Document Analysis and Retrieval in Scientific Digital Libraries


  • Welcome to the RuSSIR 2014 course!


Instructors:Sujatha Das G., Cornelia Caragea, Xiaoli Li, C. Lee Giles
Contact:Sujatha at: gsdas [[at]] cse [[dot]] psu [[dot]] edu
Cornelia at: ccaragea [[at]] unt [[dot]] edu
Relevance:This course is aimed at exposing the RuSSIR attendees to the challenges involved in designing and implementing the back-end tasks of a large-scale IR system. Machine learning techniques are studied as an alternative to rule-based and heuristic approaches traditionally adopted in domain-specific IR applications.

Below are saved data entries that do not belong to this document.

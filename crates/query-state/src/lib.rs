//! Wallet form state kept in URL query parameters.
//!
//! Each form parameter (`owners`, `assets`, `userOperations`, `transfers`,
//! `transfer`, `threshold`, `address`) has a [`Parser`] that turns the raw
//! query value into a typed value and back. Server-side handlers read them
//! with [`WithDefault::parse_server_side`]. Client code binds them with
//! [`QueryState`], which throttles URL writes against a [`UrlContext`].
//!
//! # Example
//!
//! ```
//! use std::time::Instant;
//! use query_state::{owners_query_state, Owner, RecordList, UrlContext};
//!
//! let mut context = UrlContext::from_href("/create?owners=0:0xabc:_:1");
//! let mut owners = owners_query_state().unwrap();
//! owners.sync(&context);
//! assert_eq!(owners.value().count(), 1);
//!
//! let mut next = owners.value().clone();
//! next.push(Owner { weight: Some(2), ..Owner::default() });
//! owners.set(next, &mut context, Instant::now());
//! assert_eq!(context.params().get("owners"), Some("0:0xabc:_:1;1:_:_:2"));
//! # let _: &RecordList<Owner> = owners.value();
//! ```

pub mod binding;
pub mod error;
pub mod location;
pub mod options;
pub mod parser;
pub mod parsers;
pub mod schemas;
pub mod states;
pub mod transfer;

pub use binding::QueryState;
pub use error::QueryStateError;
pub use location::{SearchParams, UrlContext};
pub use options::{HistoryMode, QueryStateOptions, MIN_THROTTLE_MS};
pub use parser::{Parser, WithDefault};
pub use parsers::{IntegerParser, StringParser};
pub use query_state_codec::{ListCodec, QueryRecord, RecordList};
pub use schemas::{
    assets_parser, owners_parser, user_operations_parser, Asset, Owner, UserOperationPartial,
    ASSETS, OWNERS, USER_OPERATIONS,
};
pub use states::{
    address_query_state, assets_query_state, owners_query_state, read_strict,
    threshold_query_state, transfer_query_state, transfers_query_state,
    user_operations_query_state, ADDRESS_KEY, SLOW_THROTTLE_MS, THRESHOLD_KEY,
};
pub use transfer::{
    transfer_parser, transfers_parser, TokenTransfer, TransferAsset, TransferParser,
    TransfersParser, TRANSFERS_KEY, TRANSFER_KEY,
};
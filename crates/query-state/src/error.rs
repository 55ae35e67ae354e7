use query_state_codec::ValidationError;
use thiserror::Error;

#[derive(Debug, Error, Clone, PartialEq, Eq)]
pub enum QueryStateError {
    #[error("query parameter key must not be empty")]
    EmptyKey,
    #[error("unknown history mode `{0}`")]
    UnknownHistoryMode(String),
    #[error("invalid `{key}` parameter: {source}")]
    Invalid {
        key: &'static str,
        #[source]
        source: ValidationError,
    },
}
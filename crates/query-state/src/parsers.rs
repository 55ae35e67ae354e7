//! Scalar parameter parsers.

use query_state_util::parse_int;

use crate::parser::Parser;

/// Integer parameter, read with `parseInt` semantics.
#[derive(Debug, Clone, Copy, Default)]
pub struct IntegerParser;

impl Parser for IntegerParser {
    type Value = i64;

    fn parse(&self, raw: &str) -> Option<i64> {
        parse_int(raw)
    }

    fn serialize(&self, value: &i64) -> String {
        value.to_string()
    }
}

/// Free-form string parameter.
#[derive(Debug, Clone, Copy, Default)]
pub struct StringParser;

impl Parser for StringParser {
    type Value = String;

    fn parse(&self, raw: &str) -> Option<String> {
        Some(raw.to_string())
    }

    fn serialize(&self, value: &String) -> String {
        value.clone()
    }
}

#[cfg(test)]
mod tests {
    use super::*;

    #[test]
    fn test_integer() {
        assert_eq!(IntegerParser.parse("2"), Some(2));
        assert_eq!(IntegerParser.parse("2.7"), Some(2));
        assert_eq!(IntegerParser.parse("two"), None);
        assert_eq!(IntegerParser.serialize(&-4), "-4");
    }

    #[test]
    fn test_string() {
        assert_eq!(StringParser.parse("").as_deref(), Some(""));
        assert_eq!(StringParser.serialize(&"0xabc".to_string()), "0xabc");
    }
}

This hands-on course provides complementary practical experience for RuSSIR attendees familiar with IR problems, models and concepts.
Description:We discuss the application of machine learning techniques in large-scale IR systems using digital libraries as representative systems. Digital library portals provide various IR applications for focused repositories of digital objects such as documents, video, and images. This course is based on our experience with document processing, retrieval and analysis tasks in CiteSeerx, a digital library portal for scientific documents in Computer Science and related areas. We discuss various topics including: web crawling; document classification; content analysis with topic modeling tools; metadata extraction using sequential labeling; and ranking algorithms such as PageRank and HITS used in social and information network analysis. Each self-contained course lecture has three parts: (1) A review of related IR concepts and models, (2) A presentation on sample state-of-the-art applications illustrating the discussed theory, and (3) A guided, hands-on exercise for attendees using publicly-available IR and data mining tools on large document collections obtained from well-known digital library portals.
Prerequisties:Course attendees are expected to have basic knowledge in Information Retrieval and Machine Learning.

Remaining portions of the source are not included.